Transcribe every line of the entries exactly.

* [Data]
=== Begin Enclosure ===
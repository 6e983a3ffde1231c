//! The record of everything that happened to the hosted challenges.

use std::fmt;

use challenge_primitives::types::ChallengeIndex;
use challenge_sm::challenge::signals::ChallengeSignal;

/// A signal emitted by one of the hosted challenges.
#[derive(Debug, Clone, PartialEq, Eq)]
pub struct ChallengeLog {
    /// The challenge that emitted the signal.
    pub challenge_index: ChallengeIndex,
    /// What happened.
    pub signal: ChallengeSignal,
}

impl fmt::Display for ChallengeLog {
    fn fmt(&self, f: &mut fmt::Formatter<'_>) -> fmt::Result {
        write!(f, "challenge {}: {}", self.challenge_index, self.signal)
    }
}
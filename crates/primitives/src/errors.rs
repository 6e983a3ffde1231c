//! Errors for the hashing primitives.

use thiserror::Error;

use crate::machine::MachineStatus;

/// Error while computing a commitment over a machine or block state.
#[derive(Debug, Clone, Copy, PartialEq, Eq, Error)]
pub enum MachineHashError {
    /// The status has no commitment in the requested domain.
    #[error("machine status {0} cannot be committed to in this context")]
    InvalidStatus(MachineStatus),
}
//! This crate contains the protocol parameters that bound the interactive challenge game. Every
//! participant must agree on these values, otherwise their commitments to a bisection round will
//! not line up.

pub mod challenge;
mod default;
pub mod errors;
pub mod prelude;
=== End Enclosure ===
* [Solution for this task]
repository 6e983a3ffde1231c
//! The record of everything that happened to the hosted challenges.

use std::fmt;

use challenge_primitives::types::ChallengeIndex;
use challenge_sm::challenge::signals::ChallengeSignal;

/// A signal emitted by one of the hosted challenges.
#[derive(Debug, Clone, PartialEq, Eq)]
pub struct ChallengeLog {
    /// The challenge that emitted the signal.
    pub challenge_index: ChallengeIndex,
    /// What happened.
    pub signal: ChallengeSignal,
}

impl fmt::Display for ChallengeLog {
    fn fmt(&self, f: &mut fmt::Formatter<'_>) -> fmt::Result {
        write!(f, "challenge {}: {}", self.challenge_index, self.signal)
    }
}
filename crates/primitives/src/errors.rs
repository 6e983a3ffde1231c
//! Errors for the hashing primitives.

use thiserror::Error;

use crate::machine::MachineStatus;

/// Error while computing a commitment over a machine or block state.
#[derive(Debug, Clone, Copy, PartialEq, Eq, Error)]
pub enum MachineHashError {
    /// The status has no commitment in the requested domain.
    #[error("machine status {0} cannot be committed to in this context")]
    InvalidStatus(MachineStatus),
}
//! This crate contains the protocol parameters that bound the interactive challenge game. Every
//! participant must agree on these values, otherwise their commitments to a bisection round will
//! not line up.

pub mod challenge;
mod default;
pub mod errors;
pub mod prelude;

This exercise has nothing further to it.